───── Excerpted data ─────
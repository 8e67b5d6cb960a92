//! Search results returned to the model.

use super::{KnowledgeRecord, RecordType};
use serde::{Deserialize, Serialize};
use std::collections::BTreeMap;

/// One ranked record.
#[derive(Debug, Clone, PartialEq, Serialize, Deserialize)]
pub struct SearchHit {
    /// Record id.
    pub id: String,
    /// Record type.
    #[serde(rename = "type")]
    pub record_type: RecordType,
    /// Record title.
    pub title: String,
    /// Record body.
    pub content: String,
    /// Record metadata.
    pub metadata: BTreeMap<String, serde_json::Value>,
    /// Relevance in `[0, 1]`.
    pub confidence: f64,
    #[serde(skip)]
    pub(crate) raw_score: f64,
}

impl SearchHit {
    pub(crate) fn new(record: &KnowledgeRecord, raw_score: f64) -> Self {
        Self {
            id: record.id.clone(),
            record_type: record.record_type,
            title: record.title.clone(),
            content: record.content.clone(),
            metadata: record.metadata.clone(),
            confidence: raw_score.clamp(0.0, 1.0),
            raw_score,
        }
    }

    /// The unclamped additive score used for ranking.
    #[must_use]
    pub fn raw_score(&self) -> f64 {
        self.raw_score
    }
}

/// The JSON payload of one retrieval tool result.
#[derive(Debug, Clone, PartialEq, Serialize, Deserialize)]
pub struct SearchResponse {
    /// The query as the model sent it.
    pub query: String,
    /// Ranked hits, best first.
    pub results: Vec<SearchHit>,
    /// Number of hits.
    pub found: usize,
    /// Why the search failed, when it did.
    #[serde(default, skip_serializing_if = "Option::is_none")]
    pub error: Option<String>,
}

impl SearchResponse {
    /// A successful response.
    #[must_use]
    pub fn new(query: impl Into<String>, results: Vec<SearchHit>) -> Self {
        Self {
            query: query.into(),
            found: results.len(),
            results,
            error: None,
        }
    }

    /// An empty response annotated with the failure.
    #[must_use]
    pub fn failed(query: impl Into<String>, error: impl Into<String>) -> Self {
        Self {
            query: query.into(),
            results: Vec::new(),
            found: 0,
            error: Some(error.into()),
        }
    }

    /// Encodes the response as tool-result content.
    #[must_use]
    pub fn to_tool_content(&self) -> String {
        serde_json::to_string(self).unwrap_or_else(|e| {
            format!(r#"{{"query":"","results":[],"found":0,"error":"encoding failed: {e}"}}"#)
        })
    }
}

#[cfg(test)]
mod tests {
    use super::*;
    use serde_json::Value;

    #[test]
    fn test_confidence_clamped() {
        let record = KnowledgeRecord::new("a", RecordType::Token, "A", "a");
        let hit = SearchHit::new(&record, 2.4);
        assert!((hit.confidence - 1.0).abs() < f64::EPSILON);
        assert!((hit.raw_score() - 2.4).abs() < f64::EPSILON);
    }

    #[test]
    fn test_tool_content_shape() {
        let record = KnowledgeRecord::new("usdc", RecordType::Token, "USD Coin", "Stablecoin")
            .with_metadata("symbol", "USDC");
        let response = SearchResponse::new("usdc", vec![SearchHit::new(&record, 0.5)]);
        let json: Value = serde_json::from_str(&response.to_tool_content()).unwrap();

        assert_eq!(json["query"], "usdc");
        assert_eq!(json["found"], 1);
        assert_eq!(json["results"][0]["type"], "token");
        assert_eq!(json["results"][0]["metadata"]["symbol"], "USDC");
        assert!(json["results"][0].get("raw_score").is_none());
        assert!(json.get("error").is_none());
    }

    #[test]
    fn test_failed_response_has_error() {
        let json: Value =
            serde_json::from_str(&SearchResponse::failed("x", "index offline").to_tool_content())
                .unwrap();
        assert_eq!(json["found"], 0);
        assert_eq!(json["results"], serde_json::json!([]));
        assert_eq!(json["error"], "index offline");
    }
}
─────
# Exercise details
What is wanted is the complete set of entries, returned verbatim.

# Reply
repository 8e67b5d6cb960a92
//! Search results returned to the model.

use super::{KnowledgeRecord, RecordType};
use serde::{Deserialize, Serialize};
use std::collections::BTreeMap;

/// One ranked record.
#[derive(Debug, Clone, PartialEq, Serialize, Deserialize)]
pub struct SearchHit {
    /// Record id.
    pub id: String,
    /// Record type.
    #[serde(rename = "type")]
    pub record_type: RecordType,
    /// Record title.
    pub title: String,
    /// Record body.
    pub content: String,
    /// Record metadata.
    pub metadata: BTreeMap<String, serde_json::Value>,
    /// Relevance in `[0, 1]`.
    pub confidence: f64,
    #[serde(skip)]
    pub(crate) raw_score: f64,
}

impl SearchHit {
    pub(crate) fn new(record: &KnowledgeRecord, raw_score: f64) -> Self {
        Self {
            id: record.id.clone(),
            record_type: record.record_type,
            title: record.title.clone(),
            content: record.content.clone(),
            metadata: record.metadata.clone(),
            confidence: raw_score.clamp(0.0, 1.0),
            raw_score,
        }
    }

    /// The unclamped additive score used for ranking.
    #[must_use]
    pub fn raw_score(&self) -> f64 {
        self.raw_score
    }
}

/// The JSON payload of one retrieval tool result.
#[derive(Debug, Clone, PartialEq, Serialize, Deserialize)]
pub struct SearchResponse {
    /// The query as the model sent it.
    pub query: String,
    /// Ranked hits, best first.
    pub results: Vec<SearchHit>,
    /// Number of hits.
    pub found: usize,
    /// Why the search failed, when it did.
    #[serde(default, skip_serializing_if = "Option::is_none")]
    pub error: Option<String>,
}

impl SearchResponse {
    /// A successful response.
    #[must_use]
    pub fn new(query: impl Into<String>, results: Vec<SearchHit>) -> Self {
        Self {
            query: query.into(),
            found: results.len(),
            results,
            error: None,
        }
    }

    /// An empty response annotated with the failure.
    #[must_use]
    pub fn failed(query: impl Into<String>, error: impl Into<String>) -> Self {
        Self {
            query: query.into(),
            results: Vec::new(),
            found: 0,
            error: Some(error.into()),
        }
    }

    /// Encodes the response as tool-result content.
    #[must_use]
    pub fn to_tool_content(&self) -> String {
        serde_json::to_string(self).unwrap_or_else(|e| {
            format!(r#"{{"query":"","results":[],"found":0,"error":"encoding failed: {e}"}}"#)
        })
    }
}

#[cfg(test)]
mod tests {
    use super::*;
    use serde_json::Value;

    #[test]
    fn test_confidence_clamped() {
        let record = KnowledgeRecord::new("a", RecordType::Token, "A", "a");
        let hit = SearchHit::new(&record, 2.4);
        assert!((hit.confidence - 1.0).abs() < f64::EPSILON);
        assert!((hit.raw_score() - 2.4).abs() < f64::EPSILON);
    }

    #[test]
    fn test_tool_content_shape() {
        let record = KnowledgeRecord::new("usdc", RecordType::Token, "USD Coin", "Stablecoin")
            .with_metadata("symbol", "USDC");
        let response = SearchResponse::new("usdc", vec![SearchHit::new(&record, 0.5)]);
        let json: Value = serde_json::from_str(&response.to_tool_content()).unwrap();

        assert_eq!(json["query"], "usdc");
        assert_eq!(json["found"], 1);
        assert_eq!(json["results"][0]["type"], "token");
        assert_eq!(json["results"][0]["metadata"]["symbol"], "USDC");
        assert!(json["results"][0].get("raw_score").is_none());
        assert!(json.get("error").is_none());
    }

    #[test]
    fn test_failed_response_has_error() {
        let json: Value =
            serde_json::from_str(&SearchResponse::failed("x", "index offline").to_tool_content())
                .unwrap();
        assert_eq!(json["found"], 0);
        assert_eq!(json["results"], serde_json::json!([]));
        assert_eq!(json["error"], "index offline");
    }
}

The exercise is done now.